MARCI: Oh, I think it’s a completely normal process of recovery. I think for her to be able to acknowledge where she’s been, where she's at right now, and where she wants to go and continue to have hope that if she puts one foot in front of the other she can continue to make forward progress. One of the things that I was thinking about, and perhaps we can explore a little bit more as we continue our conversation, is this idea of how you take forward steps and actions when your feelings inside of you don’t totally align. Those moments where maybe she’s feeling imperfect, or feeling shameful, or feeling undeserving.

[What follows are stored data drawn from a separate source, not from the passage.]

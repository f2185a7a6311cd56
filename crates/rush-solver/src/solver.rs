//! Breadth-first graph search over puzzle states.
//!
//! Goal checks happen when a child is generated rather than when it is
//! dequeued, so the first goal found lies at minimal depth. A state is never
//! enqueued twice: it is skipped once it is either explored or waiting in the
//! frontier.

use std::collections::{HashSet, VecDeque};
use std::rc::Rc;
use std::time::Instant;

use log::{debug, info, warn};

use crate::board::{BoardState, Move};
use crate::error::Result;
use crate::node::SearchNode;
use crate::puzzle::Puzzle;

/// Configuration for the solver
#[derive(Debug, Clone)]
pub struct SolverConfig {
    /// Abort once a node at this depth has been expanded
    pub max_depth: usize,
    /// Emit a progress signal every this many expanded nodes (0 disables it)
    pub progress_interval: usize,
}

impl Default for SolverConfig {
    fn default() -> Self {
        Self {
            max_depth: 500,
            progress_interval: 1000,
        }
    }
}

/// How a search ended
#[derive(Debug, Clone)]
pub enum SearchOutcome {
    /// The goal node; its ancestry is the solution
    Solved(Rc<SearchNode>),
    /// Every reachable state was explored without reaching the goal
    Exhausted,
    /// The search gave up after expanding a node at the depth limit
    DepthLimitReached { depth: usize },
}

impl SearchOutcome {
    pub fn name(&self) -> &'static str {
        match self {
            SearchOutcome::Solved(_) => "solved",
            SearchOutcome::Exhausted => "exhausted",
            SearchOutcome::DepthLimitReached { .. } => "depth_limit_reached",
        }
    }
}

/// Result of the solver search
#[derive(Debug, Clone)]
pub struct SolverResult {
    pub outcome: SearchOutcome,
    /// Number of nodes taken off the frontier and expanded
    pub nodes_expanded: usize,
    /// Size of the explored set when the search stopped
    pub states_explored: usize,
    /// Largest frontier seen
    pub max_frontier: usize,
    /// Time elapsed in milliseconds
    pub time_elapsed_ms: u64,
}

impl SolverResult {
    pub fn is_solved(&self) -> bool {
        matches!(self.outcome, SearchOutcome::Solved(_))
    }

    pub fn node(&self) -> Option<&SearchNode> {
        match &self.outcome {
            SearchOutcome::Solved(node) => Some(node.as_ref()),
            _ => None,
        }
    }

    /// Moves of the solution, empty when unsolved or already at the goal
    pub fn moves(&self) -> Vec<Move> {
        self.node().map(SearchNode::moves).unwrap_or_default()
    }

    /// Board states from the initial one to the goal
    pub fn path(&self) -> Vec<&BoardState> {
        self.node().map(SearchNode::path).unwrap_or_default()
    }
}

/// Counters kept while a search runs
struct SearchStats {
    start_time: Instant,
    nodes_expanded: usize,
    max_frontier: usize,
}

impl SearchStats {
    fn new() -> Self {
        Self {
            start_time: Instant::now(),
            nodes_expanded: 0,
            max_frontier: 1,
        }
    }

    fn finish(&self, outcome: SearchOutcome, states_explored: usize) -> SolverResult {
        SolverResult {
            outcome,
            nodes_expanded: self.nodes_expanded,
            states_explored,
            max_frontier: self.max_frontier,
            time_elapsed_ms: self.start_time.elapsed().as_millis() as u64,
        }
    }
}

/// Run breadth-first search, logging progress at `info` level
pub fn breadth_first_search(puzzle: &Puzzle, config: &SolverConfig) -> Result<SolverResult> {
    breadth_first_search_with_progress(puzzle, config, |expanded| {
        info!("Checked already {} nodes", expanded)
    })
}

/// Run breadth-first search, calling `on_progress` with the number of
/// expanded nodes every `config.progress_interval` expansions.
///
/// Errors only surface if a state fails to rebuild into a board, which
/// cannot happen for states produced by the puzzle itself.
pub fn breadth_first_search_with_progress<F>(
    puzzle: &Puzzle,
    config: &SolverConfig,
    mut on_progress: F,
) -> Result<SolverResult>
where
    F: FnMut(usize),
{
    let mut stats = SearchStats::new();

    let root = Rc::new(SearchNode::root(Rc::new(puzzle.initial().clone())));
    if puzzle.goal_test(root.state())? {
        debug!("Initial state of the puzzle is already a solution");
        return Ok(stats.finish(SearchOutcome::Solved(root), 0));
    }

    let mut in_frontier: HashSet<Rc<BoardState>> = HashSet::new();
    in_frontier.insert(Rc::clone(root.shared_state()));
    let mut frontier: VecDeque<Rc<SearchNode>> = VecDeque::new();
    frontier.push_back(root);
    let mut explored: HashSet<Rc<BoardState>> = HashSet::new();

    while let Some(node) = frontier.pop_front() {
        in_frontier.remove(node.state());
        explored.insert(Rc::clone(node.shared_state()));

        for child in node.expand(puzzle)? {
            if explored.contains(child.state()) || in_frontier.contains(child.state()) {
                continue;
            }
            if puzzle.goal_test(child.state())? {
                stats.nodes_expanded += 1;
                debug!(
                    "Solution found at depth {} after {} expansions",
                    child.depth(),
                    stats.nodes_expanded
                );
                return Ok(stats.finish(SearchOutcome::Solved(Rc::new(child)), explored.len()));
            }
            let child = Rc::new(child);
            in_frontier.insert(Rc::clone(child.shared_state()));
            frontier.push_back(child);
        }

        stats.nodes_expanded += 1;
        stats.max_frontier = stats.max_frontier.max(frontier.len());
        if config.progress_interval > 0 && stats.nodes_expanded % config.progress_interval == 0 {
            on_progress(stats.nodes_expanded);
        }

        if node.depth() >= config.max_depth {
            warn!(
                "Could not find a solution within the depth limit of {}",
                config.max_depth
            );
            return Ok(stats.finish(
                SearchOutcome::DepthLimitReached { depth: node.depth() },
                explored.len(),
            ));
        }
    }

    debug!("Solution could not be found: every reachable state was explored");
    Ok(stats.finish(SearchOutcome::Exhausted, explored.len()))
}

#[cfg(test)]
mod tests {
    use super::*;
    use std::collections::HashMap;

    use crate::board::Board;
    use crate::vehicle::{Cell, Direction, Orientation};

    fn create_board(vehicles: &[(&str, usize, usize, usize, Orientation)]) -> Board {
        let mut board = Board::new(6, 2).unwrap();
        for &(id, row, col, length, orientation) in vehicles {
            board
                .insert(id, Cell::new(row, col), length, orientation)
                .unwrap();
        }
        board
    }

    /// red must wait for blue to move up, which needs green out of the way
    fn create_blocked_puzzle() -> Puzzle {
        let board = create_board(&[
            ("red", 2, 0, 2, Orientation::Horizontal),
            ("blue", 1, 3, 2, Orientation::Vertical),
            ("green", 0, 2, 2, Orientation::Horizontal),
            ("yellow", 4, 3, 2, Orientation::Vertical),
        ]);
        Puzzle::with_default_target(&board).unwrap()
    }

    /// Minimal number of moves by an independent exhaustive breadth-first sweep
    fn shortest_solution_length(puzzle: &Puzzle) -> Option<usize> {
        let mut distance: HashMap<BoardState, usize> = HashMap::new();
        let mut queue = VecDeque::new();
        distance.insert(puzzle.initial().clone(), 0);
        queue.push_back(puzzle.initial().clone());

        while let Some(state) = queue.pop_front() {
            let d = distance[&state];
            for next in Board::from_state(&state).unwrap().legal_neighbor_states() {
                if !distance.contains_key(&next) {
                    distance.insert(next.clone(), d + 1);
                    queue.push_back(next);
                }
            }
        }

        distance
            .iter()
            .filter(|(state, _)| puzzle.goal_test(state).unwrap())
            .map(|(_, d)| *d)
            .min()
    }

    #[test]
    fn test_initial_state_already_solved() {
        let board = create_board(&[("red", 2, 4, 2, Orientation::Horizontal)]);
        let puzzle = Puzzle::with_default_target(&board).unwrap();

        let result = breadth_first_search(&puzzle, &SolverConfig::default()).unwrap();
        let node = result.node().unwrap();
        assert_eq!(node.path_cost(), 0);
        assert_eq!(node.depth(), 0);
        assert!(node.solution().is_empty());
        assert!(result.moves().is_empty());
        assert_eq!(result.nodes_expanded, 0);
    }

    #[test]
    fn test_unobstructed_target_drives_out() {
        let board = create_board(&[
            ("red", 2, 0, 2, Orientation::Horizontal),
            ("blue", 0, 4, 2, Orientation::Vertical),
        ]);
        let puzzle = Puzzle::with_default_target(&board).unwrap();

        let result = puzzle.solve(&SolverConfig::default()).unwrap();
        assert!(result.is_solved());
        assert_eq!(result.node().map(SearchNode::path_cost), Some(4));
        assert!(result
            .moves()
            .iter()
            .all(|m| m.vehicle == "red" && m.direction == Direction::Right));
        assert_eq!(result.path().len(), 5);
        assert_eq!(result.path()[0], puzzle.initial());
    }

    #[test]
    fn test_blocked_puzzle_finds_shortest_solution() {
        let puzzle = create_blocked_puzzle();
        let result = breadth_first_search(&puzzle, &SolverConfig::default()).unwrap();

        let node = result.node().unwrap();
        assert_eq!(node.path_cost(), 6);
        assert_eq!(Some(node.path_cost()), shortest_solution_length(&puzzle));
        assert!(puzzle.goal_test(node.state()).unwrap());

        let moves = result.moves();
        assert_eq!(moves.len(), 6);
        assert_eq!(
            moves.iter().filter(|m| m.vehicle == "red").count(),
            4
        );
        assert!(moves.contains(&Move {
            vehicle: "blue".to_string(),
            direction: Direction::Up,
        }));
    }

    #[test]
    fn test_solution_replays_on_board() {
        let puzzle = create_blocked_puzzle();
        let result = breadth_first_search(&puzzle, &SolverConfig::default()).unwrap();

        let mut board = Board::from_state(puzzle.initial()).unwrap();
        for (before, after) in result.path().windows(2).map(|pair| (pair[0], pair[1])) {
            assert_eq!(&board.to_state(), before);
            let mv = before.move_to(after).unwrap();
            let vehicle = board.vehicle(&mv.vehicle).unwrap().clone();
            let step = crate::vehicle::Step::ALL
                .into_iter()
                .find(|&s| Direction::from_step(vehicle.orientation(), s) == mv.direction)
                .unwrap();
            board.slide_vehicle(&mv.vehicle, step).unwrap();
        }
        assert!(puzzle.goal_test(&board.to_state()).unwrap());
    }

    #[test]
    fn test_packed_board_is_exhausted() {
        let mut board = Board::new(6, 2).unwrap();
        for row in 0..6 {
            let first = if row == 2 { "red".to_string() } else { format!("a{}", row) };
            board
                .insert(first, Cell::new(row, 0), 2, Orientation::Horizontal)
                .unwrap();
            board
                .insert(format!("b{}", row), Cell::new(row, 2), 2, Orientation::Horizontal)
                .unwrap();
            board
                .insert(format!("c{}", row), Cell::new(row, 4), 2, Orientation::Horizontal)
                .unwrap();
        }
        let puzzle = Puzzle::with_default_target(&board).unwrap();
        assert!(puzzle.actions(puzzle.initial()).unwrap().is_empty());

        let result = breadth_first_search(&puzzle, &SolverConfig::default()).unwrap();
        assert!(matches!(result.outcome, SearchOutcome::Exhausted));
        assert_eq!(result.nodes_expanded, 1);
        assert_eq!(result.states_explored, 1);
        assert!(result.moves().is_empty());
    }

    #[test]
    fn test_walled_off_exit_is_exhausted() {
        let board = create_board(&[
            ("red", 2, 0, 2, Orientation::Horizontal),
            ("wall", 0, 3, 6, Orientation::Vertical),
        ]);
        let puzzle = Puzzle::with_default_target(&board).unwrap();

        let result = breadth_first_search(&puzzle, &SolverConfig::default()).unwrap();
        assert!(matches!(result.outcome, SearchOutcome::Exhausted));
        // red at column 0 and column 1
        assert_eq!(result.states_explored, 2);
    }

    #[test]
    fn test_depth_limit_aborts_search() {
        let puzzle = create_blocked_puzzle();
        let config = SolverConfig {
            max_depth: 1,
            ..SolverConfig::default()
        };

        let result = breadth_first_search(&puzzle, &config).unwrap();
        assert!(matches!(
            result.outcome,
            SearchOutcome::DepthLimitReached { depth: 1 }
        ));
        assert!(!result.is_solved());
        assert_eq!(result.outcome.name(), "depth_limit_reached");
    }

    #[test]
    fn test_progress_signal() {
        let puzzle = create_blocked_puzzle();
        let config = SolverConfig {
            progress_interval: 2,
            ..SolverConfig::default()
        };

        let mut signals = Vec::new();
        let result =
            breadth_first_search_with_progress(&puzzle, &config, |n| signals.push(n)).unwrap();

        assert!(result.is_solved());
        assert!(!signals.is_empty());
        assert!(signals.iter().all(|n| n % 2 == 0));
        assert!(signals.windows(2).all(|w| w[1] == w[0] + 2));
        assert!(signals.last().copied().unwrap_or(0) <= result.nodes_expanded);
    }

    #[test]
    fn test_progress_signal_disabled() {
        let puzzle = create_blocked_puzzle();
        let config = SolverConfig {
            progress_interval: 0,
            ..SolverConfig::default()
        };

        let mut calls = 0;
        breadth_first_search_with_progress(&puzzle, &config, |_| calls += 1).unwrap();
        assert_eq!(calls, 0);
    }
}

That those feelings will certainly arise inside of her and how do you continue to act in the direction of recovery even when you’re not fully 100% there in your internal feeling state.

PAIGE: I want to definitely go there. Let’s hear what Emily. Emily, what do you think? Is that a normal process of recovery?

EMILY: Yeah. You bet. I would totally echo what Marci just said and just add we know from the letter she talks about how she struggles with calling it anorexia. She really, it seems to still be in a little bit of a denial of what really the issue is. I find that to be very very common and normal. Especially because in the process typically, and I should say, generally maybe not typically, but what I find is individuals who have spent a lot of time focusing on the foods that their eating and possibly this perfectionistic mindset, almost feel like any sort of physical symptoms or issues that they have could be solved with changing how they’re eating or what they look like. And she mentioned that a little bit in the letter. So, for her to change, as Marci said, that internal dialogue or the way that she thinks about her story, to switch that mindset from my issue isn’t necessarily because I'm not perfect enough, the issue is trying to be perfect enough. Trying to manipulate food and my body this way. Or, trying to control some of the verbiage that she used, control or to feel in control. It’s definitely a mindset shift. And she's not alone in that. I think it’s very common.

PAIGE: So, I love this point about, this observation of it sounds like she wants to believe these things and maybe has moments where it’s resonating and just is like, yeah today is a good day. This all really sinks in and feels good and then, you know, you hit a roadblock. Whether it’s a comment someone makes or a thought that just turns into more and more negative thoughts throughout your day, or week. That sometimes you lose sight of it. But, that’s ok and that’s normal. Eventually as you do this work things start to sink in truly in your heart and it’s more a part of you rather than something you’re hoping to believe. Is that a good summary of what we’ve said so far?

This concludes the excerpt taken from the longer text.